* **ASSIGNMENT**
Working from the listing below, pick each line containing the word "used" and copy it.
** Opening THE DATA block **
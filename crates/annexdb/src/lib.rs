//! annexdb: host-computed property annotation and sorting for a typed
//! query engine.
//!
//! Arbitrary computed values (entity properties or host callables) can
//! be annotated onto result sets, filtered on, and used as sort keys,
//! as if they were engine-computed columns. The facade stays fully
//! chainable: every refinement returns another annotation-capable
//! query.
//!
//! ## Crate layout
//! - `core`: runtime data model, engine, and the annotation pipeline.
//!
//! The `prelude` module mirrors the runtime surface used by callers.

pub use annexdb_core as core;

pub use annexdb_core::Error;

/// Workspace version re-export for downstream tooling/tests.
pub const VERSION: &str = env!("CARGO_PKG_VERSION");

///
/// Prelude
///

pub mod prelude {
    pub use annexdb_core::prelude::*;
}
** Closing THE DATA block **
* **WRITTEN RESPONSE**
//! be annotated onto result sets, filtered on, and used as sort keys,
//! The `prelude` module mirrors the runtime surface used by callers.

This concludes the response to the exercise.